If there’s one thing we can all agree on after the debacle against Seattle, it’s Eagles Center Jason Kelce’s assessment of the play by his offense:
Jason Kelce: "I woudn't necessarily call this one ‘competing’ on offense. We sh-t the bed pretty much as much as you could."
— Geoff Mosher (@GeoffMosherCSN) December 8, 2014
After investing several milliseconds of time and research into analyzing the game yesterday, I’ve drawn the same conclusion. Yes, the offense absolutely shit the bed.
139 total yards, three yards per play, 2.6 yards per rush, 3.6 yards per pass, 2 for 11 on third down, only nine first downs, 18 minutes time of possession, four 3-and-outs, not a single drive lasted longer than six plays, and two crucial turnovers.
Receivers weren’t open often and when they were, Sanchez couldn’t find them. The ground game could never get going and Sanchez proved he’s not the kind of player who can put a team on his back.
It was just an all around abysmal performance by the offense. Yes, Seattle’s defense is good but supposed worse offensive teams than the Eagles have put up more yards and points against them.

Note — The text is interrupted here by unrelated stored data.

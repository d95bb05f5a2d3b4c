//! Durable mirror of the price cache
//!
//! Provides a `PersistentStore` that reads and writes the whole price store
//! as a single JSON file. Writes go to a temporary file in the same
//! directory which is then renamed over the target, so a failed write never
//! leaves a half-written cache behind.

use std::fs;
use std::io::{self, Write};
use std::path::{Path, PathBuf};

use directories::ProjectDirs;
use tempfile::NamedTempFile;

use super::PriceStore;
use crate::error::{PriceError, Result};

/// File name used inside the platform cache directory
const CACHE_FILE_NAME: &str = "prices.json";

/// Loads and saves the price store at a fixed path
#[derive(Debug, Clone)]
pub struct PersistentStore {
    /// Location of the cache file
    path: PathBuf,
}

impl PersistentStore {
    /// Creates a store backed by the given file
    pub fn new(path: impl Into<PathBuf>) -> Self {
        Self { path: path.into() }
    }

    /// Creates a store in the XDG-compliant cache directory
    ///
    /// Uses `~/.cache/marketboard/prices.json` on Linux, or the equivalent
    /// path on other platforms. Returns `None` if no home directory exists.
    pub fn in_cache_dir() -> Option<Self> {
        let project_dirs = ProjectDirs::from("", "", "marketboard")?;
        Some(Self::new(project_dirs.cache_dir().join(CACHE_FILE_NAME)))
    }

    pub fn path(&self) -> &Path {
        &self.path
    }

    /// Directory the cache file lives in
    fn parent_dir(&self) -> &Path {
        match self.path.parent() {
            Some(parent) if !parent.as_os_str().is_empty() => parent,
            _ => Path::new("."),
        }
    }

    /// Reads the full store from disk
    ///
    /// # Returns
    /// * `Ok(PriceStore)` with the file contents, or an empty store if the file doesn't exist
    /// * `Err(PriceError::CorruptCache)` if the file cannot be parsed
    /// * `Err(PriceError::Io)` if reading fails for any other reason
    pub fn load(&self) -> Result<PriceStore> {
        let content = match fs::read_to_string(&self.path) {
            Ok(content) => content,
            Err(e) if e.kind() == io::ErrorKind::NotFound => {
                tracing::info!("No price cache at {}, starting empty", self.path.display());
                return Ok(PriceStore::new());
            }
            Err(e) => return Err(e.into()),
        };

        let store: PriceStore =
            serde_json::from_str(&content).map_err(|source| PriceError::CorruptCache {
                path: self.path.clone(),
                source,
            })?;

        tracing::info!(
            "Loaded {} cached prices from {}",
            store.values().map(|items| items.len()).sum::<usize>(),
            self.path.display()
        );
        Ok(store)
    }

    /// Writes the full store to disk
    ///
    /// Does nothing when the store holds no records. The parent directory is
    /// created if missing.
    pub fn save(&self, store: &PriceStore) -> Result<()> {
        if store.values().all(|items| items.is_empty()) {
            return Ok(());
        }

        let dir = self.parent_dir();
        fs::create_dir_all(dir)?;

        let json = serde_json::to_string_pretty(store)
            .map_err(|e| io::Error::new(io::ErrorKind::InvalidData, e))?;

        let mut file = NamedTempFile::new_in(dir)?;
        file.write_all(json.as_bytes())?;
        file.as_file().sync_all()?;
        file.persist(&self.path).map_err(|e| e.error)?;

        tracing::info!("Saved price cache to {}", self.path.display());
        Ok(())
    }
}

#[cfg(test)]
mod tests {
    use super::*;
    use crate::cache::PriceRecord;
    use crate::item::ItemId;
    use chrono::NaiveDate;
    use serde_json::{json, Map};
    use std::collections::BTreeMap;
    use tempfile::TempDir;

    fn create_test_store() -> (PersistentStore, TempDir) {
        let temp_dir = TempDir::new().expect("Failed to create temp directory");
        let store = PersistentStore::new(temp_dir.path().join("values.json"));
        (store, temp_dir)
    }

    fn sample_store() -> PriceStore {
        let fetch_time = NaiveDate::from_ymd_opt(2024, 7, 15)
            .unwrap()
            .and_hms_opt(12, 30, 5)
            .unwrap();
        let mut fields = Map::new();
        fields.insert("price".to_string(), json!(95.0));
        fields.insert("quantity".to_string(), json!(2));

        let mut items = BTreeMap::new();
        items.insert(ItemId::new("5057"), PriceRecord::new(fields, fetch_time));

        let mut store = PriceStore::new();
        store.insert("Chaos".to_string(), items);
        store
    }

    #[test]
    fn test_load_missing_file_returns_empty_store() {
        let (store, _temp_dir) = create_test_store();

        let loaded = store.load().expect("Missing file should load as empty");

        assert!(loaded.is_empty());
    }

    #[test]
    fn test_save_empty_store_is_noop() {
        let (store, _temp_dir) = create_test_store();

        store.save(&PriceStore::new()).expect("Save should succeed");

        assert!(!store.path().exists(), "No file should be written");
        assert!(store.load().unwrap().is_empty());
    }

    #[test]
    fn test_save_store_with_only_empty_servers_is_noop() {
        let (store, _temp_dir) = create_test_store();
        let mut empty = PriceStore::new();
        empty.insert("Chaos".to_string(), BTreeMap::new());

        store.save(&empty).expect("Save should succeed");

        assert!(!store.path().exists());
    }

    #[test]
    fn test_save_then_load_returns_identical_records() {
        let (store, _temp_dir) = create_test_store();
        let original = sample_store();

        store.save(&original).expect("Save should succeed");
        let loaded = store.load().expect("Load should succeed");

        assert_eq!(loaded, original);
    }

    #[test]
    fn test_saved_file_uses_plain_fetch_time_format() {
        let (store, _temp_dir) = create_test_store();

        store.save(&sample_store()).expect("Save should succeed");

        let content = fs::read_to_string(store.path()).unwrap();
        assert!(content.contains("\"Chaos\""));
        assert!(content.contains("\"5057\""));
        assert!(content.contains("\"fetch_time\": \"2024-07-15T12:30:05\""));
    }

    #[test]
    fn test_load_corrupt_file_is_an_error() {
        let (store, _temp_dir) = create_test_store();
        fs::write(store.path(), "{ not json").unwrap();

        let result = store.load();

        assert!(matches!(result, Err(PriceError::CorruptCache { .. })));
    }

    #[test]
    fn test_load_canonicalizes_item_ids_and_tolerates_missing_fetch_time() {
        let (store, _temp_dir) = create_test_store();
        fs::write(
            store.path(),
            r#"{"Chaos": {"05057": {"price": 10}, "5333": {"price": 3, "fetch_time": "2024-01-02T03:04:05"}}}"#,
        )
        .unwrap();

        let loaded = store.load().expect("Load should succeed");
        let items = &loaded["Chaos"];

        let legacy = &items[&ItemId::new("5057")];
        assert!(legacy.fetch_time.is_none());
        assert_eq!(legacy.price("price"), Some(10.0));
        assert!(items[&ItemId::new("5333")].fetch_time.is_some());
    }

    #[test]
    fn test_save_creates_directory_if_missing() {
        let temp_dir = TempDir::new().expect("Failed to create temp directory");
        let nested_path = temp_dir.path().join("nested").join("cache");
        let store = PersistentStore::new(nested_path.join("values.json"));

        store.save(&sample_store()).expect("Save should succeed");

        assert!(nested_path.join("values.json").exists());
    }

    #[test]
    fn test_save_overwrites_and_leaves_no_temp_files() {
        let (store, temp_dir) = create_test_store();
        store.save(&sample_store()).expect("First save should succeed");

        let mut updated = sample_store();
        updated.insert("Light".to_string(), sample_store()["Chaos"].clone());
        store.save(&updated).expect("Second save should succeed");

        assert_eq!(store.load().unwrap(), updated);
        let files = fs::read_dir(temp_dir.path()).unwrap().count();
        assert_eq!(files, 1, "Only the cache file should remain");
    }

    #[test]
    fn test_in_cache_dir_creates_xdg_compliant_path() {
        if let Some(store) = PersistentStore::in_cache_dir() {
            let path_str = store.path().to_string_lossy();
            assert!(
                path_str.contains("marketboard"),
                "Cache path should contain project name"
            );
        }
        // Test passes if in_cache_dir() returns None (e.g., no home directory in CI)
    }
}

Again, just as we saw against Green Bay, the Eagles simply cannot compete with the upper-echelon teams right now. Whether it’s the defense getting smoked by a good QB or the offense being stifled by a good defense, this team just doesn’t have the overall talent to compete.
Many people may want to point to the refs as a big reason why the Eagles lost yesterday. There may have been some shoddy calls and non-calls, but the refs didn’t matter. The Eagles lost the game because they were overmatched, period.
The defense played well given that they were on the field most of the game since the offense couldn’t do anything. However, I have to say I was a little miffed when Seattle kept converting third and longs.
In my preview of the game, I had Wilson as the player that I was most worried about and those concerns came to fruition. He killed the defense with his legs by scrambling to keep plays alive and giving the receivers enough time to break free and by selectively running.
I think we were into the third quarter before someone reminded Trent Cole that Wilson is capable of keeping the ball and running with it. Cole redeemed himself by the end, but he was made to look like a fool on some read-option plays early on.
In the second half, Malcolm Jenkins dropped what would have been a pick-6 and could have completely changed the complexion of the game. Opportunity missed.
Bradley Fletcher was called for a killer pass interference penalty on the drive right after the Eagles closed the gap to 17-14. Many folks complained about that and apparently the receiver admitted to trying to draw the penalty.
But, at the end of the day, Fletcher contacted the receiver before he turned around for the ball…which is a penalty. Refs will call that more times than not…well, most refs anyway (yesterday’s crew not withstanding).
There are other things I could complain about but overall, this loss falls squarely on the shoulders of the offense. Hell, Oakland’s offense performed better against Seattle’s defense and they played the game in Seattle.
I will still be excited at the prospects of playoff football for this team, but my rational mind knows that this team cannot legitimately contend for a championship until they add some more talent to the roster.
So, with three games left, here are the possible scenarios regarding the Eagles and the playoffs:
Winning the division –
They still control their own destiny within the division. If they beat Dallas this week, they will clinch by winning one of their final two games or with another Dallas loss.
If they lose to Dallas this week, they will no longer control their own destiny. Dallas would be one game ahead with two left. The Eagles would need to win their last two and hope Dallas drops one.
This only comes into play if they lose out on the division. If that’s the case, that would mean the Eagles would be no better than 11-5. This is where things look really hairy right now…
Arizona got a big win on Sunday and would only need to win one more game to bump the Eagles out. Both them and Seattle would bump the Eagles out if they both reach 11 wins.
The other team we have to watch in a wildcard race is Detroit. If we assume the Packers win the division, there’s still a decent chance that the Lions finish 11-5 as well. Detroit plays Minnesota and Chicago before their final showdown with Green Bay.
Hell, the Lions could win the division if they win their next two and then beat the Packers. But, we’re just going to assume Green Bay wins. So, what happens if Detroit and the Eagles are both 11-5?
If the tie-breaker is just between them two, Detroit would get in because they’d have a better conference record.
Things get a little more convoluted in a three-way tie. So, let’s say the Eagles, Lions and Cardinals end with an 11-5 record, does anything change? I don’t think so based on the NFL’s three-way tie-breaking procedures, which you can read right here.
Since the Eagles have lost every single important conference game outside of their division, they’ve put themselves in a position where they pretty much have to win the division in order to make the playoffs.